The view of Arabian Sea from the Varkala cliff is quite breathtaking. The cliff, a unique geological feature on the otherwise flat Kerala coast, is one of the most visited tourist destinations in the state. In 2014, the Geological Survey of India (GSI) named the 6.4-km promontory a national geological monument. Formed around 2.58 million years ago, the natural formation was in the process of being turned into the first ever geological park in the country.

But something unprecedented happened to it recently. A portion of the cliff was demolished by the district authorities after heavy rains had inflicted substantial damage to it, making it hazardous. Several holes had appeared on the cliff, triggering panic among locals. The district collector, invoking sections 26, 30 and 34 of the Disaster Management Act of 2005, knocked down some portions of the cliff as it was at the risk of collapsing. The district administration had earlier directed the police to ban four-wheelers on the cliff. But that did not stop it from further caving in, which forced the authorities to take the drastic decision to demolish a section.

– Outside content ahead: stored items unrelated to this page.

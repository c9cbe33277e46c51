/// Shared application state
use crate::services::AuthService;
use musicapp_storage::Database;
use std::sync::Arc;

/// Application state shared across all handlers
#[derive(Clone)]
pub struct AppState {
    pub db: Arc<Database>,
    pub auth_service: Arc<AuthService>,
    /// Upper bound on `per_page` for paginated listings
    pub max_per_page: i64,
}

impl AppState {
    pub fn new(db: Arc<Database>, auth_service: Arc<AuthService>, max_per_page: i64) -> Self {
        Self {
            db,
            auth_service,
            max_per_page,
        }
    }
}
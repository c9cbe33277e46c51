/// Storage-specific errors
use thiserror::Error;

/// Storage error types
#[derive(Error, Debug)]
pub enum StorageError {
    /// Database connection error
    #[error("Database connection error: {0}")]
    Connection(String),

    /// Migration error
    #[error("Migration error: {0}")]
    Migration(#[from] sqlx::migrate::MigrateError),

    /// A startup invariant does not hold
    #[error("Invariant violated: {0}")]
    Invariant(String),

    /// Database error from `SQLx`
    #[error(transparent)]
    Database(#[from] sqlx::Error),

    /// Catalog error raised while checking invariants
    #[error(transparent)]
    Catalog(#[from] musicapp_core::CatalogError),
}

impl From<StorageError> for musicapp_core::CatalogError {
    fn from(err: StorageError) -> Self {
        match err {
            StorageError::Catalog(inner) => inner,
            other => musicapp_core::CatalogError::storage(other.to_string()),
        }
    }
}
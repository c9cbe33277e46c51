/// Song ("chanson") API routes
use crate::{
    api::{
        artists::MessageResponse, empty_as_none, ApiQuery, Entity, EntityId,
        ValidatedJson,
    },
    error::{ErrorResponse, Result, ServerError},
    state::AppState,
};
use axum::{extract::State, http::StatusCode, Json};
use musicapp_core::{
    Chanson, ChansonWithAlbum, ChansonWithAlbumArtist, CreateChanson, StorageContext,
    UpdateChanson,
};
use serde::{Deserialize, Serialize};
use utoipa::{IntoParams, ToSchema};

#[derive(Debug, Default, Deserialize, IntoParams)]
#[into_params(parameter_in = Query)]
pub struct SearchParams {
    /// Substring of the song title or of the artist name
    #[serde(default, deserialize_with = "empty_as_none")]
    pub titre: Option<String>,
}

#[derive(Debug, Serialize, ToSchema)]
pub struct ChansonResponse {
    pub message: String,
    pub chanson: Chanson,
}

/// GET /api/chansons - Every song with its album
#[utoipa::path(
    get,
    path = "/api/chansons",
    tag = "chansons",
    responses((status = 200, description = "All songs", body = Vec<ChansonWithAlbum>))
)]
pub async fn list_chansons(
    State(app_state): State<AppState>,
) -> Result<Json<Vec<ChansonWithAlbum>>> {
    let chansons = app_state.db.get_all_chansons().await?;
    Ok(Json(chansons))
}

/// POST /api/chansons
#[utoipa::path(
    post,
    path = "/api/chansons",
    tag = "chansons",
    request_body = CreateChanson,
    responses(
        (status = 201, description = "Chanson created", body = ChansonResponse),
        (status = 401, description = "Missing or invalid token", body = ErrorResponse),
        (status = 403, description = "Not an admin", body = ErrorResponse),
        (status = 422, description = "Invalid fields or unknown album", body = ErrorResponse),
    ),
    security(("bearerAuth" = []))
)]
pub async fn create_chanson(
    State(app_state): State<AppState>,
    ValidatedJson(input): ValidatedJson<CreateChanson>,
) -> Result<(StatusCode, Json<ChansonResponse>)> {
    let chanson = app_state.db.create_chanson(input).await?;
    tracing::info!(chanson_id = chanson.id, album_id = chanson.album_id, "Chanson created");

    Ok((
        StatusCode::CREATED,
        Json(ChansonResponse {
            message: "Chanson created successfully".to_string(),
            chanson,
        }),
    ))
}

/// GET /api/chansons/search?titre= - Match on song title or artist name
#[utoipa::path(
    get,
    path = "/api/chansons/search",
    tag = "chansons",
    params(SearchParams),
    responses(
        (status = 200, description = "Matching songs", body = Vec<ChansonWithAlbumArtist>),
        (status = 400, description = "No search term", body = ErrorResponse),
    )
)]
pub async fn search_chansons(
    State(app_state): State<AppState>,
    ApiQuery(params): ApiQuery<SearchParams>,
) -> Result<Json<Vec<ChansonWithAlbumArtist>>> {
    let query = params.titre.as_deref().map(str::trim).unwrap_or_default();
    if query.is_empty() {
        return Err(ServerError::BadRequest(
            "Veuillez fournir un titre ou nom d'artiste".to_string(),
        ));
    }

    let results = app_state.db.search_chansons(query).await?;
    Ok(Json(results))
}

/// GET /api/chansons/:id - Song with its album
#[utoipa::path(
    get,
    path = "/api/chansons/{id}",
    tag = "chansons",
    params(("id" = i64, Path, description = "Chanson id")),
    responses(
        (status = 200, description = "The song with its album", body = ChansonWithAlbum),
        (status = 404, description = "Chanson not found", body = ErrorResponse),
    )
)]
pub async fn get_chanson(
    State(app_state): State<AppState>,
    EntityId(id, _): EntityId<Chanson>,
) -> Result<Json<ChansonWithAlbum>> {
    let chanson = app_state
        .db
        .get_chanson_with_album(id)
        .await?
        .ok_or_else(|| ServerError::NotFound(Chanson::NOT_FOUND.to_string()))?;

    Ok(Json(chanson))
}

/// PUT /api/chansons/:id - Partial update
#[utoipa::path(
    put,
    path = "/api/chansons/{id}",
    tag = "chansons",
    params(("id" = i64, Path, description = "Chanson id")),
    request_body = UpdateChanson,
    responses(
        (status = 200, description = "Chanson updated", body = ChansonResponse),
        (status = 401, description = "Missing or invalid token", body = ErrorResponse),
        (status = 403, description = "Not an admin", body = ErrorResponse),
        (status = 404, description = "Chanson not found", body = ErrorResponse),
        (status = 422, description = "Invalid fields or unknown album", body = ErrorResponse),
    ),
    security(("bearerAuth" = []))
)]
pub async fn update_chanson(
    State(app_state): State<AppState>,
    EntityId(id, _): EntityId<Chanson>,
    ValidatedJson(input): ValidatedJson<UpdateChanson>,
) -> Result<Json<ChansonResponse>> {
    let chanson = app_state.db.update_chanson(id, input).await?;

    Ok(Json(ChansonResponse {
        message: "Chanson updated successfully".to_string(),
        chanson,
    }))
}

/// DELETE /api/chansons/:id
#[utoipa::path(
    delete,
    path = "/api/chansons/{id}",
    tag = "chansons",
    params(("id" = i64, Path, description = "Chanson id")),
    responses(
        (status = 200, description = "Chanson deleted", body = MessageResponse),
        (status = 401, description = "Missing or invalid token", body = ErrorResponse),
        (status = 403, description = "Not an admin", body = ErrorResponse),
        (status = 404, description = "Chanson not found", body = ErrorResponse),
    ),
    security(("bearerAuth" = []))
)]
pub async fn delete_chanson(
    State(app_state): State<AppState>,
    EntityId(id, _): EntityId<Chanson>,
) -> Result<Json<MessageResponse>> {
    app_state.db.delete_chanson(id).await?;
    tracing::info!(chanson_id = id, "Chanson deleted");

    Ok(Json(MessageResponse {
        message: "Chanson deleted successfully".to_string(),
    }))
}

The move has triggered widespread outrage among environmental activists. The GSI has stepped in, too, sending a team for inspection. Conservationists allege that the authorities are not looking for the real reasons behind the cliff’s disintegration. They point to the slew of illegal constructions that have come up on the cliff as tourism has surged. They also allege that some structures—the bali mandapam and toilet blocks—were constructed by government agencies themselves after demolishing a part of the cliff.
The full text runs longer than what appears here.